1. The Lost Golden City (2021, Luxor)
A 3,400-year-old city from the reign of Amenhotep III, found intact under sand. Streets, houses, bakeries — all preserved. The largest ancient city ever found in Egypt.
2. 250 painted coffins at Saqqara (2020)
A vast burial shaft with 2,500-year-old coffins, paint still bright. Many are still being opened.
3. The hidden chamber in Khufu's pyramid (2023)
The ScanPyramids muon-tomography project confirmed a 30-metre-long void above the Grand Gallery. Not yet physically accessed.

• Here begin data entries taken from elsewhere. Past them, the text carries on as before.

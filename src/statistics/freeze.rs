//! Shared accumulate-then-freeze contract and rollup totals.
//!
//! Every level follows the same lifecycle: an accumulator is created empty
//! when the driver enters a scope, appended to while the scope is traversed,
//! and frozen exactly once when the scope closes. `freeze` takes the
//! accumulator by value, so the `Accumulating -> Frozen` transition is
//! enforced by ownership:
//!
//! ```compile_fail
//! use weave_stats::statistics::{Freeze, MethodAccumulator, WeavingOutcome, WeavingRecorder};
//!
//! let mut method = MethodAccumulator::new("Run");
//! let stats = method.freeze();
//! // The accumulator was moved into `freeze`
//! method.record_attempt("Run", &["Log"], WeavingOutcome::Succeeded);
//! ```
//!
//! Snapshots expose no mutating operations:
//!
//! ```compile_fail
//! use weave_stats::statistics::{Freeze, MethodAccumulator, WeavingOutcome, WeavingRecorder};
//!
//! let stats = MethodAccumulator::new("Run").freeze();
//! stats.record_attempt("Run", &["Log"], WeavingOutcome::Succeeded);
//! ```

use super::record::{WeavingOutcome, WeavingRecord};
use std::iter::Sum;
use std::ops::{Add, AddAssign};

/// One-way conversion from a mutable accumulator to its immutable snapshot
pub trait Freeze {
    type Snapshot;

    /// Consume the accumulator and produce its snapshot
    fn freeze(self) -> Self::Snapshot;
}

/// Sink for weaving records (the leaf capability)
pub trait WeavingRecorder {
    /// Append an already-built record
    fn add_record(&mut self, record: WeavingRecord);

    /// Build and append a record for one attempt
    ///
    /// Each call appends a distinct record; repeated attempts against the
    /// same target are never merged.
    fn record_attempt<S: AsRef<str>>(
        &mut self,
        target: &str,
        advice: &[S],
        outcome: WeavingOutcome,
    ) {
        self.add_record(WeavingRecord::new(target, advice, outcome));
    }
}

/// Attempt counts rolled up over any part of the tree
#[derive(Debug, Clone, Copy, Default, PartialEq, Eq)]
pub struct WeavingTotals {
    pub attempts: usize,
    pub successes: usize,
    pub failures: usize,
}

impl WeavingTotals {
    /// Count the outcomes of a slice of records
    pub fn from_records(records: &[WeavingRecord]) -> Self {
        let successes = records.iter().filter(|r| r.is_success()).count();
        Self {
            attempts: records.len(),
            successes,
            failures: records.len() - successes,
        }
    }

    /// Success percentage, 0.0 when nothing was attempted
    pub fn success_rate(&self) -> f64 {
        if self.attempts > 0 {
            (self.successes as f64 / self.attempts as f64) * 100.0
        } else {
            0.0
        }
    }
}

impl Add for WeavingTotals {
    type Output = Self;

    fn add(self, other: Self) -> Self {
        Self {
            attempts: self.attempts + other.attempts,
            successes: self.successes + other.successes,
            failures: self.failures + other.failures,
        }
    }
}

impl AddAssign for WeavingTotals {
    fn add_assign(&mut self, other: Self) {
        *self = *self + other;
    }
}

impl Sum for WeavingTotals {
    fn sum<I: Iterator<Item = Self>>(iter: I) -> Self {
        iter.fold(Self::default(), Add::add)
    }
}

/// Read side shared by every snapshot level
pub trait WeavingSummary {
    /// Totals over every record below this node
    fn totals(&self) -> WeavingTotals;

    /// True if anything below this node failed
    ///
    /// Defaults to "any record failed"; levels that own another failure
    /// source (the assembly's fatal cause) override it.
    fn has_failures(&self) -> bool {
        self.totals().failures > 0
    }
}
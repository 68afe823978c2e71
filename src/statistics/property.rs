//! Property level: a getter and a setter reported as one unit.
//!
//! The two accessors are woven as independent join points, so the
//! accumulator hands out two independent method accumulators. Both slots
//! always exist; an accessor the property does not declare just freezes to
//! an empty `MethodStatistics`.

use super::freeze::{Freeze, WeavingSummary, WeavingTotals};
use super::method::{MethodAccumulator, MethodStatistics};
use crate::utils::config::{GETTER_SUFFIX, SETTER_SUFFIX};
use log::debug;
use serde::{Deserialize, Serialize};

#[derive(Debug)]
pub struct PropertyAccumulator {
    name: String,
    getter: MethodAccumulator,
    setter: MethodAccumulator,
}

impl PropertyAccumulator {
    pub fn new(name: impl Into<String>) -> Self {
        let name = name.into();
        Self {
            getter: MethodAccumulator::new(format!("{name}{GETTER_SUFFIX}")),
            setter: MethodAccumulator::new(format!("{name}{SETTER_SUFFIX}")),
            name,
        }
    }

    pub fn name(&self) -> &str {
        &self.name
    }

    /// Records for the getter
    pub fn getter_container(&mut self) -> &mut MethodAccumulator {
        &mut self.getter
    }

    /// Records for the setter
    pub fn setter_container(&mut self) -> &mut MethodAccumulator {
        &mut self.setter
    }
}

impl Freeze for PropertyAccumulator {
    type Snapshot = PropertyStatistics;

    fn freeze(self) -> PropertyStatistics {
        let stats = PropertyStatistics {
            name: self.name,
            getter: self.getter.freeze(),
            setter: self.setter.freeze(),
        };
        debug!(
            "Froze property {}: getter {} records, setter {} records",
            stats.name,
            stats.getter.total_attempts(),
            stats.setter.total_attempts()
        );
        stats
    }
}

#[derive(Debug, Clone, PartialEq, Eq, Serialize, Deserialize)]
pub struct PropertyStatistics {
    name: String,
    getter: MethodStatistics,
    setter: MethodStatistics,
}

impl PropertyStatistics {
    pub fn name(&self) -> &str {
        &self.name
    }

    pub fn getter(&self) -> &MethodStatistics {
        &self.getter
    }

    pub fn setter(&self) -> &MethodStatistics {
        &self.setter
    }

    /// Either accessor has at least one successful attempt
    pub fn is_woven(&self) -> bool {
        self.getter.is_woven() || self.setter.is_woven()
    }
}

impl WeavingSummary for PropertyStatistics {
    fn totals(&self) -> WeavingTotals {
        self.getter.totals() + self.setter.totals()
    }

    fn has_failures(&self) -> bool {
        self.getter.has_failures() || self.setter.has_failures()
    }
}
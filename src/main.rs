//! Weave Stats CLI
//!
//! Inspects weaving reports produced by an aspect weaving pass.

use anyhow::Result;
use clap::{Parser, Subcommand};
use env_logger::Env;
use std::path::PathBuf;

use weave_stats::commands::{
    display_schema, display_version, execute_summary, validate_report_file, SummaryArgs,
};
use weave_stats::utils::config::{DEFAULT_MAX_FAILURES, DEFAULT_REPORT_PATH};

/// Weave Stats - weaving statistics reports
#[derive(Parser, Debug)]
#[command(name = "weave-stats")]
#[command(version, about, long_about = None)]
struct Cli {
    /// Subcommand to execute
    #[command(subcommand)]
    command: Commands,

    /// Enable verbose logging
    #[arg(short, long, global = true)]
    verbose: bool,
}

/// Available commands
#[derive(Subcommand, Debug)]
enum Commands {
    /// Print a text summary of a weaving report
    Summary {
        /// Path to report JSON file
        #[arg(short, long, default_value = DEFAULT_REPORT_PATH)]
        file: PathBuf,

        /// Number of failed join points to list
        #[arg(long, default_value_t = DEFAULT_MAX_FAILURES)]
        max_failures: usize,
    },

    /// Validate a weaving report JSON file
    Validate {
        /// Path to report JSON file
        #[arg(short, long)]
        file: PathBuf,
    },

    /// Display schema information
    Schema {
        /// Show full schema details
        #[arg(long)]
        show: bool,
    },

    /// Display version information
    Version,
}

fn main() -> Result<()> {
    let cli = Cli::parse();

    let log_level = if cli.verbose { "debug" } else { "info" };
    env_logger::Builder::from_env(Env::default().default_filter_or(log_level)).init();

    match cli.command {
        Commands::Summary { file, max_failures } => {
            execute_summary(SummaryArgs {
                report: file,
                max_failures,
            })?;
        }

        Commands::Validate { file } => {
            validate_report_file(&file)?;
        }

        Commands::Schema { show } => {
            display_schema(show);
        }

        Commands::Version => {
            display_version();
        }
    }

    Ok(())
}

4. Tutankhamun's hidden gold (2022-2024)
New analysis of Tut's dagger blade confirmed the iron came from a meteorite — space metal, in a pharaoh's tomb.
5. The lost tomb of Ramses II's wife (suspected, 2024)
A multi-team effort in the Valley of the Queens points to a previously unknown tomb belonging to a consort of Ramses II. Excavation continues.
Why tell a kid all this?
Because Egypt's most famous story is ongoing. For a Cairo child or an Egyptian child abroad, this is their living history — the kind that gets updated in the news, not frozen in a textbook.